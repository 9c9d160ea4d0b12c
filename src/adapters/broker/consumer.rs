//! Bounded event consumer.
//!
//! Pulls from the durable `notifications` consumer with explicit acks and a
//! bounded in-flight window. Handler failures are negatively acknowledged
//! for redelivery until the redelivery threshold, after which the message
//! is republished to the dead-letter stream and acknowledged so it stops
//! poisoning the queue.

use std::sync::Arc;

use async_nats::jetstream::consumer::{pull, AckPolicy};
use async_nats::jetstream::{self, AckKind};
use futures::StreamExt;
use tokio::sync::watch;
use tokio::time;
use tracing::{error, info, warn};

use crate::config::BrokerConfig;
use crate::domain::foundation::EventEnvelope;
use crate::ports::EventHandler;

use super::connection::{BrokerConnection, BrokerHandle};
use super::topology;

/// What to do with a delivery whose processing failed.
#[derive(Debug, Clone, Copy, PartialEq, Eq)]
enum RetryDecision {
    Requeue,
    DeadLetter,
}

/// `delivered` is the 1-based count of deliveries including this one.
fn retry_decision(delivered: i64, max_redeliveries: u32) -> RetryDecision {
    if delivered >= i64::from(max_redeliveries) {
        RetryDecision::DeadLetter
    } else {
        RetryDecision::Requeue
    }
}

/// Long-running consumer loop bound to a single handler.
pub struct BoundedConsumer {
    connection: Arc<BrokerConnection>,
    config: BrokerConfig,
    handler: Arc<dyn EventHandler>,
}

impl BoundedConsumer {
    pub fn new(
        connection: Arc<BrokerConnection>,
        config: BrokerConfig,
        handler: Arc<dyn EventHandler>,
    ) -> Self {
        Self {
            connection,
            config,
            handler,
        }
    }

    /// Run until `shutdown` flips to true.
    ///
    /// Rebinding after a transport failure goes through the connection
    /// supervisor, so topology is re-asserted before deliveries resume.
    /// In-flight messages that were not acked before shutdown are
    /// redelivered by the broker.
    pub async fn run(&self, mut shutdown: watch::Receiver<bool>) {
        loop {
            if *shutdown.borrow() {
                return;
            }

            let handle = match self.connection.active_handle().await {
                Ok(handle) => handle,
                Err(_) => {
                    // Deliveries simply pause while the broker is away.
                    tokio::select! {
                        _ = shutdown.changed() => {}
                        _ = time::sleep(self.config.connect_delay()) => {}
                    }
                    continue;
                }
            };

            let mut messages = match self.bind(&handle).await {
                Ok(messages) => messages,
                Err(bind_error) => {
                    warn!(error = %bind_error, "consumer bind failed; reconnecting");
                    self.connection.report_failure();
                    continue;
                }
            };

            info!(
                consumer = %self.config.consumer_name,
                filter = %self.config.subject_filter,
                prefetch = self.config.prefetch,
                "consumer active"
            );

            loop {
                tokio::select! {
                    changed = shutdown.changed() => {
                        if changed.is_err() || *shutdown.borrow() {
                            info!("consumer stopping; unacked messages will be redelivered");
                            return;
                        }
                    }
                    next = messages.next() => match next {
                        Some(Ok(message)) => self.dispatch(&handle, message).await,
                        Some(Err(stream_error)) => {
                            warn!(error = %stream_error, "message stream failed; reconnecting");
                            self.connection.report_failure();
                            break;
                        }
                        None => {
                            warn!("message stream ended; reconnecting");
                            self.connection.report_failure();
                            break;
                        }
                    }
                }
            }
        }
    }

    async fn bind(&self, handle: &BrokerHandle) -> Result<pull::Stream, async_nats::Error> {
        let stream = handle
            .jetstream
            .get_or_create_stream(topology::event_stream_config(&self.config))
            .await?;
        let consumer = stream
            .get_or_create_consumer(
                &self.config.consumer_name,
                pull::Config {
                    durable_name: Some(self.config.consumer_name.clone()),
                    filter_subject: self.config.subject_filter.clone(),
                    ack_policy: AckPolicy::Explicit,
                    max_ack_pending: i64::from(self.config.prefetch),
                    ..Default::default()
                },
            )
            .await?;
        Ok(consumer.messages().await?)
    }

    async fn dispatch(&self, handle: &BrokerHandle, message: jetstream::Message) {
        let delivered = message.info().map(|info| info.delivered).unwrap_or(1);

        let envelope = match EventEnvelope::from_bytes(&message.payload) {
            Ok(envelope) => envelope,
            Err(decode_error) => {
                // An undecodable payload can never succeed; it still gets
                // the normal redelivery budget before dead-lettering in
                // case the failure is transient on our side.
                let subject = message.subject.to_string();
                warn!(%subject, delivered, error = %decode_error, "undecodable event payload");
                self.settle_failure(handle, &message, delivered, &subject)
                    .await;
                return;
            }
        };

        match self.handler.handle(envelope.clone()).await {
            Ok(()) => {
                if let Err(ack_error) = message.ack().await {
                    warn!(
                        routing_key = %envelope.routing_key,
                        error = %ack_error,
                        "ack failed; message will be redelivered"
                    );
                }
            }
            Err(handler_error) => {
                warn!(
                    handler = self.handler.name(),
                    routing_key = %envelope.routing_key,
                    message_id = %envelope.message_id,
                    delivered,
                    error = %handler_error,
                    "event processing failed"
                );
                self.settle_failure(handle, &message, delivered, &envelope.routing_key)
                    .await;
            }
        }
    }

    /// Requeue or dead-letter a failed delivery.
    ///
    /// Dead-lettering publishes the original payload to the prefixed
    /// subject and acks only after the broker confirms it; if that publish
    /// fails the message is requeued so it is never dropped.
    async fn settle_failure(
        &self,
        handle: &BrokerHandle,
        message: &jetstream::Message,
        delivered: i64,
        routing_key: &str,
    ) {
        match retry_decision(delivered, self.config.max_redeliveries) {
            RetryDecision::Requeue => {
                if let Err(nak_error) = message.ack_with(AckKind::Nak(None)).await {
                    warn!(error = %nak_error, "nak failed; redelivery falls back to ack timeout");
                }
            }
            RetryDecision::DeadLetter => {
                let subject = self.config.dead_letter_subject(routing_key);
                let published = match handle
                    .jetstream
                    .publish(subject.clone(), message.payload.clone())
                    .await
                {
                    Ok(ack) => ack.await.map(|_| ()),
                    Err(publish_error) => Err(publish_error.into()),
                };

                match published {
                    Ok(()) => {
                        error!(
                            %subject,
                            delivered,
                            "message dead-lettered after exhausting redeliveries"
                        );
                        if let Err(ack_error) = message.ack().await {
                            warn!(error = %ack_error, "ack after dead-letter failed");
                        }
                    }
                    Err(publish_error) => {
                        warn!(
                            %subject,
                            error = %publish_error,
                            "dead-letter publish failed; requeueing"
                        );
                        let _ = message.ack_with(AckKind::Nak(None)).await;
                    }
                }
            }
        }
    }
}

————

__Problem to work on__
Review the preceding data and report every line that includes the string "connection".

__Written answer__
use super::connection::{BrokerConnection, BrokerHandle};
    connection: Arc<BrokerConnection>,
        connection: Arc<BrokerConnection>,
            connection,
    /// Rebinding after a transport failure goes through the connection
            let handle = match self.connection.active_handle().await {
                    self.connection.report_failure();
                            self.connection.report_failure();
                            self.connection.report_failure();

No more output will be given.